* [Task goal]:
Print every record exactly, omitting none.

━━━

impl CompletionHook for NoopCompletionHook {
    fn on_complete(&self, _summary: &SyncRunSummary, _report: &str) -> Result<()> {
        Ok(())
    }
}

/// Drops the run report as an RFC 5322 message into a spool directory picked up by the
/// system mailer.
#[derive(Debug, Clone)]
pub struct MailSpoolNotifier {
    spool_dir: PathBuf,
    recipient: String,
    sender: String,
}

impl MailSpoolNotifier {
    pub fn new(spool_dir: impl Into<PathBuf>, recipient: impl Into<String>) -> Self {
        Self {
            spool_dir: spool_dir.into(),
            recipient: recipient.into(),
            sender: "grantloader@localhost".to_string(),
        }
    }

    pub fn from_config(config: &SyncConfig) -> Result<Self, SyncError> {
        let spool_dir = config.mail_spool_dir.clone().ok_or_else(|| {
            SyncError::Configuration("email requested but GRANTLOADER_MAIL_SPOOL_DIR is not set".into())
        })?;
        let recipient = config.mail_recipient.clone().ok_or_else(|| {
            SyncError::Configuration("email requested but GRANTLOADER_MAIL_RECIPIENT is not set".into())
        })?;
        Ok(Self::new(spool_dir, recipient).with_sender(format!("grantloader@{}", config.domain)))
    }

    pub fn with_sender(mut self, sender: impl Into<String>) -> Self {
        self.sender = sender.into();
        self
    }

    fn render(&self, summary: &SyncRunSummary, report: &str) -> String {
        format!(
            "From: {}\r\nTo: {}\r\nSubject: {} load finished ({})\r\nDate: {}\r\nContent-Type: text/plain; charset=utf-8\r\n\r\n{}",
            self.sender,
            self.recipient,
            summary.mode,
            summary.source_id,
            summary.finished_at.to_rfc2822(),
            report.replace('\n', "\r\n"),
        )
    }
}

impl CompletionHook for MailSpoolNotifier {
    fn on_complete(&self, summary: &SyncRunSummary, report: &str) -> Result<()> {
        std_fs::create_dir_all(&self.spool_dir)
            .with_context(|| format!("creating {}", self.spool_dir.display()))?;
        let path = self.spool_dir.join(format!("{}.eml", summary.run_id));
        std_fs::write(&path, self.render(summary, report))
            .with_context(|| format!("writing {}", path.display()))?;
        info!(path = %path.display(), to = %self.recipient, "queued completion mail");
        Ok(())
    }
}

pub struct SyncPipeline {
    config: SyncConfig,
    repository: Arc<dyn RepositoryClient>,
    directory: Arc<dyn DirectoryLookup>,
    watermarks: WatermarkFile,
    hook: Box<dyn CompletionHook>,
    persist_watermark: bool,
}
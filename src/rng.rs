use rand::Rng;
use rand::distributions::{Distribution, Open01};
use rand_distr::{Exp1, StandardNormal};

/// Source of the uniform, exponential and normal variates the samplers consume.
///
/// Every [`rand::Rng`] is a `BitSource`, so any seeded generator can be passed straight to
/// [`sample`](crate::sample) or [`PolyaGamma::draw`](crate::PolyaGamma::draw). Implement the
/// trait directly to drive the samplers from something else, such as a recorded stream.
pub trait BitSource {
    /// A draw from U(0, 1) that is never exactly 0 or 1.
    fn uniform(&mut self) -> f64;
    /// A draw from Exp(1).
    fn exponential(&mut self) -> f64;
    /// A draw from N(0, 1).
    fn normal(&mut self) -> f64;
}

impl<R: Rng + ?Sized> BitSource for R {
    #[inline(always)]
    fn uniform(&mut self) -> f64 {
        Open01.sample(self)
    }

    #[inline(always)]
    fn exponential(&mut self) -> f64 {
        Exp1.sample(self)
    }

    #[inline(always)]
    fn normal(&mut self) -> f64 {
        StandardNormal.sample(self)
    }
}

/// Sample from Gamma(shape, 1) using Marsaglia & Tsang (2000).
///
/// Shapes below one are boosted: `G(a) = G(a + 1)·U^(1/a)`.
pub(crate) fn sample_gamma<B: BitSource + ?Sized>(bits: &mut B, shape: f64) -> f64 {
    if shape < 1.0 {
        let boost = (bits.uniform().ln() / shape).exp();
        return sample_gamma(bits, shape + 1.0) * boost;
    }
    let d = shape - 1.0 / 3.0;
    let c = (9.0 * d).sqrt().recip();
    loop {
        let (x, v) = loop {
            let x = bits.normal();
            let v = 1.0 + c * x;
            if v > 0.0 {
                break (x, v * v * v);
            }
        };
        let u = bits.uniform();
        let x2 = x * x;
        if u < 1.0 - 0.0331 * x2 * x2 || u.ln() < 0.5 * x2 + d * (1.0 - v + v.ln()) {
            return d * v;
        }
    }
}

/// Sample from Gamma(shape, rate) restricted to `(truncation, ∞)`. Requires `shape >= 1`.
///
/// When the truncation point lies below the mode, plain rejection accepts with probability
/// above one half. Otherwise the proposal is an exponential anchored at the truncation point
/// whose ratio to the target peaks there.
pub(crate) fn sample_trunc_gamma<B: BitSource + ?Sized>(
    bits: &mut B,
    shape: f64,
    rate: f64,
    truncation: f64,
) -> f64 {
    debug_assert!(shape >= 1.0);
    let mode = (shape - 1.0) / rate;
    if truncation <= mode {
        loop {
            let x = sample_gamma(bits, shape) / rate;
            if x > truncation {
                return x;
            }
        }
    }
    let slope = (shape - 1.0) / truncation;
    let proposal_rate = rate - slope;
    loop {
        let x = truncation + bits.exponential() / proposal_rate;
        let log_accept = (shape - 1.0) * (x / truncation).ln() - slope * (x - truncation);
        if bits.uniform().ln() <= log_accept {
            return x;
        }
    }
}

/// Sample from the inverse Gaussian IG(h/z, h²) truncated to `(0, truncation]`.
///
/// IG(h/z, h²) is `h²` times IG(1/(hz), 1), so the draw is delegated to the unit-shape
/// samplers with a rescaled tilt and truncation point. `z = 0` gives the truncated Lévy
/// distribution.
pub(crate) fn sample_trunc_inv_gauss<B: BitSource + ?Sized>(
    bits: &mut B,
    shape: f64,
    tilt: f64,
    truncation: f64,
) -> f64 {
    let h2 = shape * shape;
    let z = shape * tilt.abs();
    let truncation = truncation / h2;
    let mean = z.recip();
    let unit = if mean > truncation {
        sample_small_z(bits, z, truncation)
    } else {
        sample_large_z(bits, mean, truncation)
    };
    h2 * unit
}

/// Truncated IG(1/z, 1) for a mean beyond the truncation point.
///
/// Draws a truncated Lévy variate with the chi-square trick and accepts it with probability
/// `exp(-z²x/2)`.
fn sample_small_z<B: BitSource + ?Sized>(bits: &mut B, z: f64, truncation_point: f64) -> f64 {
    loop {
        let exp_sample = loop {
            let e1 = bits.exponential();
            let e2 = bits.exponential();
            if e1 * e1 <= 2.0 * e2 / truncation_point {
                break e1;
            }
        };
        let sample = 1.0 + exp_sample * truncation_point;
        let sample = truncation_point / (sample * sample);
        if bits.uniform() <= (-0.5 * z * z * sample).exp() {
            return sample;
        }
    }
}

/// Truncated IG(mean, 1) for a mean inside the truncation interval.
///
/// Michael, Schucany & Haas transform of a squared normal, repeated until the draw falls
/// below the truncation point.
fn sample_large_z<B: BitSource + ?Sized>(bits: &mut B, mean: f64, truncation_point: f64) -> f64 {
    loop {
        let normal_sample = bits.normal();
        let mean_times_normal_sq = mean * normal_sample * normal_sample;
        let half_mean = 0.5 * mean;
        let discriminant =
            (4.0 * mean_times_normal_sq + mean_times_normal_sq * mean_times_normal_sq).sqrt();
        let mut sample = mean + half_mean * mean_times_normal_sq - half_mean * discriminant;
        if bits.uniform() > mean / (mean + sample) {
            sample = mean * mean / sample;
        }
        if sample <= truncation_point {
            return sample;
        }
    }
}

━━━

* [Solution to this task]:
impl CompletionHook for NoopCompletionHook {
    fn on_complete(&self, _summary: &SyncRunSummary, _report: &str) -> Result<()> {
        Ok(())
    }
}

/// Drops the run report as an RFC 5322 message into a spool directory picked up by the
/// system mailer.
#[derive(Debug, Clone)]
pub struct MailSpoolNotifier {
    spool_dir: PathBuf,
    recipient: String,
    sender: String,
}

impl MailSpoolNotifier {
    pub fn new(spool_dir: impl Into<PathBuf>, recipient: impl Into<String>) -> Self {
        Self {
            spool_dir: spool_dir.into(),
            recipient: recipient.into(),
            sender: "grantloader@localhost".to_string(),
        }
    }

    pub fn from_config(config: &SyncConfig) -> Result<Self, SyncError> {
        let spool_dir = config.mail_spool_dir.clone().ok_or_else(|| {
            SyncError::Configuration("email requested but GRANTLOADER_MAIL_SPOOL_DIR is not set".into())
        })?;
        let recipient = config.mail_recipient.clone().ok_or_else(|| {
            SyncError::Configuration("email requested but GRANTLOADER_MAIL_RECIPIENT is not set".into())
        })?;
        Ok(Self::new(spool_dir, recipient).with_sender(format!("grantloader@{}", config.domain)))
    }

    pub fn with_sender(mut self, sender: impl Into<String>) -> Self {
        self.sender = sender.into();
        self
    }

    fn render(&self, summary: &SyncRunSummary, report: &str) -> String {
        format!(
            "From: {}\r\nTo: {}\r\nSubject: {} load finished ({})\r\nDate: {}\r\nContent-Type: text/plain; charset=utf-8\r\n\r\n{}",
            self.sender,
            self.recipient,
            summary.mode,
            summary.source_id,
            summary.finished_at.to_rfc2822(),
            report.replace('\n', "\r\n"),
        )
    }
}

impl CompletionHook for MailSpoolNotifier {
    fn on_complete(&self, summary: &SyncRunSummary, report: &str) -> Result<()> {
        std_fs::create_dir_all(&self.spool_dir)
            .with_context(|| format!("creating {}", self.spool_dir.display()))?;
        let path = self.spool_dir.join(format!("{}.eml", summary.run_id));
        std_fs::write(&path, self.render(summary, report))
            .with_context(|| format!("writing {}", path.display()))?;
        info!(path = %path.display(), to = %self.recipient, "queued completion mail");
        Ok(())
    }
}

pub struct SyncPipeline {
    config: SyncConfig,
    repository: Arc<dyn RepositoryClient>,
    directory: Arc<dyn DirectoryLookup>,
    watermarks: WatermarkFile,
    hook: Box<dyn CompletionHook>,
    persist_watermark: bool,
}
filename src/rng.rs
use rand::Rng;
use rand::distributions::{Distribution, Open01};
use rand_distr::{Exp1, StandardNormal};

/// Source of the uniform, exponential and normal variates the samplers consume.
///
/// Every [`rand::Rng`] is a `BitSource`, so any seeded generator can be passed straight to
/// [`sample`](crate::sample) or [`PolyaGamma::draw`](crate::PolyaGamma::draw). Implement the
/// trait directly to drive the samplers from something else, such as a recorded stream.
pub trait BitSource {
    /// A draw from U(0, 1) that is never exactly 0 or 1.
    fn uniform(&mut self) -> f64;
    /// A draw from Exp(1).
    fn exponential(&mut self) -> f64;
    /// A draw from N(0, 1).
    fn normal(&mut self) -> f64;
}

impl<R: Rng + ?Sized> BitSource for R {
    #[inline(always)]
    fn uniform(&mut self) -> f64 {
        Open01.sample(self)
    }

    #[inline(always)]
    fn exponential(&mut self) -> f64 {
        Exp1.sample(self)
    }

    #[inline(always)]
    fn normal(&mut self) -> f64 {
        StandardNormal.sample(self)
    }
}

/// Sample from Gamma(shape, 1) using Marsaglia & Tsang (2000).
///
/// Shapes below one are boosted: `G(a) = G(a + 1)·U^(1/a)`.
pub(crate) fn sample_gamma<B: BitSource + ?Sized>(bits: &mut B, shape: f64) -> f64 {
    if shape < 1.0 {
        let boost = (bits.uniform().ln() / shape).exp();
        return sample_gamma(bits, shape + 1.0) * boost;
    }
    let d = shape - 1.0 / 3.0;
    let c = (9.0 * d).sqrt().recip();
    loop {
        let (x, v) = loop {
            let x = bits.normal();
            let v = 1.0 + c * x;
            if v > 0.0 {
                break (x, v * v * v);
            }
        };
        let u = bits.uniform();
        let x2 = x * x;
        if u < 1.0 - 0.0331 * x2 * x2 || u.ln() < 0.5 * x2 + d * (1.0 - v + v.ln()) {
            return d * v;
        }
    }
}

/// Sample from Gamma(shape, rate) restricted to `(truncation, ∞)`. Requires `shape >= 1`.
///
/// When the truncation point lies below the mode, plain rejection accepts with probability
/// above one half. Otherwise the proposal is an exponential anchored at the truncation point
/// whose ratio to the target peaks there.
pub(crate) fn sample_trunc_gamma<B: BitSource + ?Sized>(
    bits: &mut B,
    shape: f64,
    rate: f64,
    truncation: f64,
) -> f64 {
    debug_assert!(shape >= 1.0);
    let mode = (shape - 1.0) / rate;
    if truncation <= mode {
        loop {
            let x = sample_gamma(bits, shape) / rate;
            if x > truncation {
                return x;
            }
        }
    }
    let slope = (shape - 1.0) / truncation;
    let proposal_rate = rate - slope;
    loop {
        let x = truncation + bits.exponential() / proposal_rate;
        let log_accept = (shape - 1.0) * (x / truncation).ln() - slope * (x - truncation);
        if bits.uniform().ln() <= log_accept {
            return x;
        }
    }
}

/// Sample from the inverse Gaussian IG(h/z, h²) truncated to `(0, truncation]`.
///
/// IG(h/z, h²) is `h²` times IG(1/(hz), 1), so the draw is delegated to the unit-shape
/// samplers with a rescaled tilt and truncation point. `z = 0` gives the truncated Lévy
/// distribution.
pub(crate) fn sample_trunc_inv_gauss<B: BitSource + ?Sized>(
    bits: &mut B,
    shape: f64,
    tilt: f64,
    truncation: f64,
) -> f64 {
    let h2 = shape * shape;
    let z = shape * tilt.abs();
    let truncation = truncation / h2;
    let mean = z.recip();
    let unit = if mean > truncation {
        sample_small_z(bits, z, truncation)
    } else {
        sample_large_z(bits, mean, truncation)
    };
    h2 * unit
}

/// Truncated IG(1/z, 1) for a mean beyond the truncation point.
///
/// Draws a truncated Lévy variate with the chi-square trick and accepts it with probability
/// `exp(-z²x/2)`.
fn sample_small_z<B: BitSource + ?Sized>(bits: &mut B, z: f64, truncation_point: f64) -> f64 {
    loop {
        let exp_sample = loop {
            let e1 = bits.exponential();
            let e2 = bits.exponential();
            if e1 * e1 <= 2.0 * e2 / truncation_point {
                break e1;
            }
        };
        let sample = 1.0 + exp_sample * truncation_point;
        let sample = truncation_point / (sample * sample);
        if bits.uniform() <= (-0.5 * z * z * sample).exp() {
            return sample;
        }
    }
}

/// Truncated IG(mean, 1) for a mean inside the truncation interval.
///
/// Michael, Schucany & Haas transform of a squared normal, repeated until the draw falls
/// below the truncation point.
fn sample_large_z<B: BitSource + ?Sized>(bits: &mut B, mean: f64, truncation_point: f64) -> f64 {
    loop {
        let normal_sample = bits.normal();
        let mean_times_normal_sq = mean * normal_sample * normal_sample;
        let half_mean = 0.5 * mean;
        let discriminant =
            (4.0 * mean_times_normal_sq + mean_times_normal_sq * mean_times_normal_sq).sqrt();
        let mut sample = mean + half_mean * mean_times_normal_sq - half_mean * discriminant;
        if bits.uniform() > mean / (mean + sample) {
            sample = mean * mean / sample;
        }
        if sample <= truncation_point {
            return sample;
        }
    }
}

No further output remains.